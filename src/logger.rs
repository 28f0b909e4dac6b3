use std::collections::HashMap;
use std::fs::{File, OpenOptions};
use std::io::Write;

use chrono::Utc;
use serde_json::{json, Value};
use tracing::warn;

use crate::diff::diff_json;

#[derive(Debug, Clone, Copy, PartialEq, Eq)]
pub enum MessageLogMode {
    Full,
    /// First response per path in full, then only changed fields.
    Diffed,
}

pub(crate) struct MessageLogger {
    mode: MessageLogMode,
    file: File,
    previous: HashMap<String, Value>,
}

impl MessageLogger {
    pub fn new(mode: MessageLogMode, path: &str) -> std::io::Result<Self> {
        let file = OpenOptions::new()
            .create(true)
            .append(true)
            .open(path)?;
        Ok(Self {
            mode,
            file,
            previous: HashMap::new(),
        })
    }

    pub fn log_request(&mut self, host: &str, method: &str, path: &str, body: Option<&Value>) {
        let entry = json!({
            "ts": Utc::now().to_rfc3339(),
            "dir": "req",
            "host": host,
            "method": method,
            "path": path,
            "body": body,
        });
        self.write_line(&entry);
    }

    pub fn log_command(&mut self, host: &str, action: &str, body: &Value) {
        let entry = json!({
            "ts": Utc::now().to_rfc3339(),
            "dir": "cmd",
            "host": host,
            "action": action,
            "body": body,
        });
        self.write_line(&entry);
    }

    pub fn log_failure(&mut self, host: &str, path: &str, reason: &str) {
        let entry = json!({
            "ts": Utc::now().to_rfc3339(),
            "dir": "fail",
            "host": host,
            "path": path,
            "reason": reason,
        });
        self.write_line(&entry);
    }

    pub fn log_response(&mut self, host: &str, path: &str, status: u16, body: &Value) {
        let entry = match self.mode {
            MessageLogMode::Full => json!({
                "ts": Utc::now().to_rfc3339(),
                "dir": "resp",
                "host": host,
                "path": path,
                "status": status,
                "body": body,
            }),
            MessageLogMode::Diffed => {
                let key = format!("{host}{path}");
                let entry = match self.previous.get(&key) {
                    None => json!({
                        "ts": Utc::now().to_rfc3339(),
                        "dir": "resp",
                        "host": host,
                        "path": path,
                        "status": status,
                        "full": true,
                        "body": body,
                    }),
                    Some(prev) => {
                        let mut changes = Vec::new();
                        diff_json(prev, body, "", &mut changes);
                        let change_entries: Vec<Value> = changes
                            .iter()
                            .map(|(path, old, new)| json!({ "path": path, "old": old, "new": new }))
                            .collect();
                        json!({
                            "ts": Utc::now().to_rfc3339(),
                            "dir": "resp",
                            "host": host,
                            "path": path,
                            "status": status,
                            "changes": change_entries,
                        })
                    }
                };
                self.previous.insert(key, body.clone());
                entry
            }
        };
        self.write_line(&entry);
    }

    fn write_line(&mut self, entry: &Value) {
        if let Ok(line) = serde_json::to_string(entry)
            && let Err(e) = writeln!(self.file, "{line}")
        {
            warn!("failed to write log entry: {e}");
        }
    }
}
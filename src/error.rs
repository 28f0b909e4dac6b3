use std::fmt;

/// Reasons a command is refused before the thermostat is contacted.
#[derive(Debug, Clone, PartialEq)]
pub enum ValidationFailure {
    AwayActive,
    ModeOff,
    SetpointSeparation { heat: f64, cool: f64, min_separation: f64 },
    SetpointOutOfRange { value: f64, min: f64, max: f64 },
    SettingOutOfRange { setting: &'static str, value: u8, min: u8, max: u8 },
}

impl fmt::Display for ValidationFailure {
    fn fmt(&self, f: &mut fmt::Formatter<'_>) -> fmt::Result {
        match self {
            ValidationFailure::AwayActive => write!(f, "thermostat is in Away mode"),
            ValidationFailure::ModeOff => write!(f, "thermostat is in Off mode"),
            ValidationFailure::SetpointSeparation {
                heat,
                cool,
                min_separation,
            } => write!(
                f,
                "heat setpoint {heat} and cool setpoint {cool} must be at least \
                 {min_separation} degrees apart in Auto mode"
            ),
            ValidationFailure::SetpointOutOfRange { value, min, max } => {
                write!(f, "setpoint {value} outside {min}..={max}")
            }
            ValidationFailure::SettingOutOfRange {
                setting,
                value,
                min,
                max,
            } => write!(f, "{setting} value {value} outside {min}..={max}"),
        }
    }
}

#[derive(Debug)]
pub enum Error {
    /// Timeout, connection failure or unusable HTTP status. Recovered locally.
    Unavailable { host: String, reason: String },
    /// The thermostat answered 200 but reported an application error.
    Rejected { reason: String },
    Validation(ValidationFailure),
    /// Malformed payload from the device.
    Protocol(String),
    Http(reqwest::Error),
    UnknownNode(String),
    Config(String),
    Io(std::io::Error),
}

impl Error {
    /// True for failures the caller is expected to log and carry on from.
    pub fn is_recoverable(&self) -> bool {
        matches!(
            self,
            Error::Unavailable { .. } | Error::Rejected { .. } | Error::Validation(_)
        )
    }

    pub fn is_unavailable(&self) -> bool {
        matches!(self, Error::Unavailable { .. })
    }
}

impl fmt::Display for Error {
    fn fmt(&self, f: &mut fmt::Formatter<'_>) -> fmt::Result {
        match self {
            Error::Unavailable { host, reason } => {
                write!(f, "thermostat {host} unavailable: {reason}")
            }
            Error::Rejected { reason } => write!(f, "thermostat rejected request: {reason}"),
            Error::Validation(v) => write!(f, "command refused: {v}"),
            Error::Protocol(msg) => write!(f, "protocol error: {msg}"),
            Error::Http(e) => write!(f, "HTTP error: {e}"),
            Error::UnknownNode(addr) => write!(f, "unknown node: {addr}"),
            Error::Config(msg) => write!(f, "configuration error: {msg}"),
            Error::Io(e) => write!(f, "IO error: {e}"),
        }
    }
}

impl std::error::Error for Error {
    fn source(&self) -> Option<&(dyn std::error::Error + 'static)> {
        match self {
            Error::Http(e) => Some(e),
            Error::Io(e) => Some(e),
            _ => None,
        }
    }
}

impl From<reqwest::Error> for Error {
    fn from(e: reqwest::Error) -> Self {
        Error::Http(e)
    }
}

impl From<std::io::Error> for Error {
    fn from(e: std::io::Error) -> Self {
        Error::Io(e)
    }
}

impl From<serde_json::Error> for Error {
    fn from(e: serde_json::Error) -> Self {
        Error::Protocol(e.to_string())
    }
}

impl From<ValidationFailure> for Error {
    fn from(v: ValidationFailure) -> Self {
        Error::Validation(v)
    }
}

pub type Result<T> = std::result::Result<T, Error>;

Task goal: Your task is to extract all of the records exactly.

Answer to this task:
filename src/logger.rs
repository 28f0b909e4dac6b3
use std::collections::HashMap;
use std::fs::{File, OpenOptions};
use std::io::Write;

use chrono::Utc;
use serde_json::{json, Value};
use tracing::warn;

use crate::diff::diff_json;

#[derive(Debug, Clone, Copy, PartialEq, Eq)]
pub enum MessageLogMode {
    Full,
    /// First response per path in full, then only changed fields.
    Diffed,
}

pub(crate) struct MessageLogger {
    mode: MessageLogMode,
    file: File,
    previous: HashMap<String, Value>,
}

impl MessageLogger {
    pub fn new(mode: MessageLogMode, path: &str) -> std::io::Result<Self> {
        let file = OpenOptions::new()
            .create(true)
            .append(true)
            .open(path)?;
        Ok(Self {
            mode,
            file,
            previous: HashMap::new(),
        })
    }

    pub fn log_request(&mut self, host: &str, method: &str, path: &str, body: Option<&Value>) {
        let entry = json!({
            "ts": Utc::now().to_rfc3339(),
            "dir": "req",
            "host": host,
            "method": method,
            "path": path,
            "body": body,
        });
        self.write_line(&entry);
    }

    pub fn log_command(&mut self, host: &str, action: &str, body: &Value) {
        let entry = json!({
            "ts": Utc::now().to_rfc3339(),
            "dir": "cmd",
            "host": host,
            "action": action,
            "body": body,
        });
        self.write_line(&entry);
    }

    pub fn log_failure(&mut self, host: &str, path: &str, reason: &str) {
        let entry = json!({
            "ts": Utc::now().to_rfc3339(),
            "dir": "fail",
            "host": host,
            "path": path,
            "reason": reason,
        });
        self.write_line(&entry);
    }

    pub fn log_response(&mut self, host: &str, path: &str, status: u16, body: &Value) {
        let entry = match self.mode {
            MessageLogMode::Full => json!({
                "ts": Utc::now().to_rfc3339(),
                "dir": "resp",
                "host": host,
                "path": path,
                "status": status,
                "body": body,
            }),
            MessageLogMode::Diffed => {
                let key = format!("{host}{path}");
                let entry = match self.previous.get(&key) {
                    None => json!({
                        "ts": Utc::now().to_rfc3339(),
                        "dir": "resp",
                        "host": host,
                        "path": path,
                        "status": status,
                        "full": true,
                        "body": body,
                    }),
                    Some(prev) => {
                        let mut changes = Vec::new();
                        diff_json(prev, body, "", &mut changes);
                        let change_entries: Vec<Value> = changes
                            .iter()
                            .map(|(path, old, new)| json!({ "path": path, "old": old, "new": new }))
                            .collect();
                        json!({
                            "ts": Utc::now().to_rfc3339(),
                            "dir": "resp",
                            "host": host,
                            "path": path,
                            "status": status,
                            "changes": change_entries,
                        })
                    }
                };
                self.previous.insert(key, body.clone());
                entry
            }
        };
        self.write_line(&entry);
    }

    fn write_line(&mut self, entry: &Value) {
        if let Ok(line) = serde_json::to_string(entry)
            && let Err(e) = writeln!(self.file, "{line}")
        {
            warn!("failed to write log entry: {e}");
        }
    }
}
filename src/error.rs
repository 28f0b909e4dac6b3
use std::fmt;

/// Reasons a command is refused before the thermostat is contacted.
#[derive(Debug, Clone, PartialEq)]
pub enum ValidationFailure {
    AwayActive,
    ModeOff,
    SetpointSeparation { heat: f64, cool: f64, min_separation: f64 },
    SetpointOutOfRange { value: f64, min: f64, max: f64 },
    SettingOutOfRange { setting: &'static str, value: u8, min: u8, max: u8 },
}

impl fmt::Display for ValidationFailure {
    fn fmt(&self, f: &mut fmt::Formatter<'_>) -> fmt::Result {
        match self {
            ValidationFailure::AwayActive => write!(f, "thermostat is in Away mode"),
            ValidationFailure::ModeOff => write!(f, "thermostat is in Off mode"),
            ValidationFailure::SetpointSeparation {
                heat,
                cool,
                min_separation,
            } => write!(
                f,
                "heat setpoint {heat} and cool setpoint {cool} must be at least \
                 {min_separation} degrees apart in Auto mode"
            ),
            ValidationFailure::SetpointOutOfRange { value, min, max } => {
                write!(f, "setpoint {value} outside {min}..={max}")
            }
            ValidationFailure::SettingOutOfRange {
                setting,
                value,
                min,
                max,
            } => write!(f, "{setting} value {value} outside {min}..={max}"),
        }
    }
}

#[derive(Debug)]
pub enum Error {
    /// Timeout, connection failure or unusable HTTP status. Recovered locally.
    Unavailable { host: String, reason: String },
    /// The thermostat answered 200 but reported an application error.
    Rejected { reason: String },
    Validation(ValidationFailure),
    /// Malformed payload from the device.
    Protocol(String),
    Http(reqwest::Error),
    UnknownNode(String),
    Config(String),
    Io(std::io::Error),
}

impl Error {
    /// True for failures the caller is expected to log and carry on from.
    pub fn is_recoverable(&self) -> bool {
        matches!(
            self,
            Error::Unavailable { .. } | Error::Rejected { .. } | Error::Validation(_)
        )
    }

    pub fn is_unavailable(&self) -> bool {
        matches!(self, Error::Unavailable { .. })
    }
}

impl fmt::Display for Error {
    fn fmt(&self, f: &mut fmt::Formatter<'_>) -> fmt::Result {
        match self {
            Error::Unavailable { host, reason } => {
                write!(f, "thermostat {host} unavailable: {reason}")
            }
            Error::Rejected { reason } => write!(f, "thermostat rejected request: {reason}"),
            Error::Validation(v) => write!(f, "command refused: {v}"),
            Error::Protocol(msg) => write!(f, "protocol error: {msg}"),
            Error::Http(e) => write!(f, "HTTP error: {e}"),
            Error::UnknownNode(addr) => write!(f, "unknown node: {addr}"),
            Error::Config(msg) => write!(f, "configuration error: {msg}"),
            Error::Io(e) => write!(f, "IO error: {e}"),
        }
    }
}

impl std::error::Error for Error {
    fn source(&self) -> Option<&(dyn std::error::Error + 'static)> {
        match self {
            Error::Http(e) => Some(e),
            Error::Io(e) => Some(e),
            _ => None,
        }
    }
}

impl From<reqwest::Error> for Error {
    fn from(e: reqwest::Error) -> Self {
        Error::Http(e)
    }
}

impl From<std::io::Error> for Error {
    fn from(e: std::io::Error) -> Self {
        Error::Io(e)
    }
}

impl From<serde_json::Error> for Error {
    fn from(e: serde_json::Error) -> Self {
        Error::Protocol(e.to_string())
    }
}

impl From<ValidationFailure> for Error {
    fn from(v: ValidationFailure) -> Self {
        Error::Validation(v)
    }
}

pub type Result<T> = std::result::Result<T, Error>;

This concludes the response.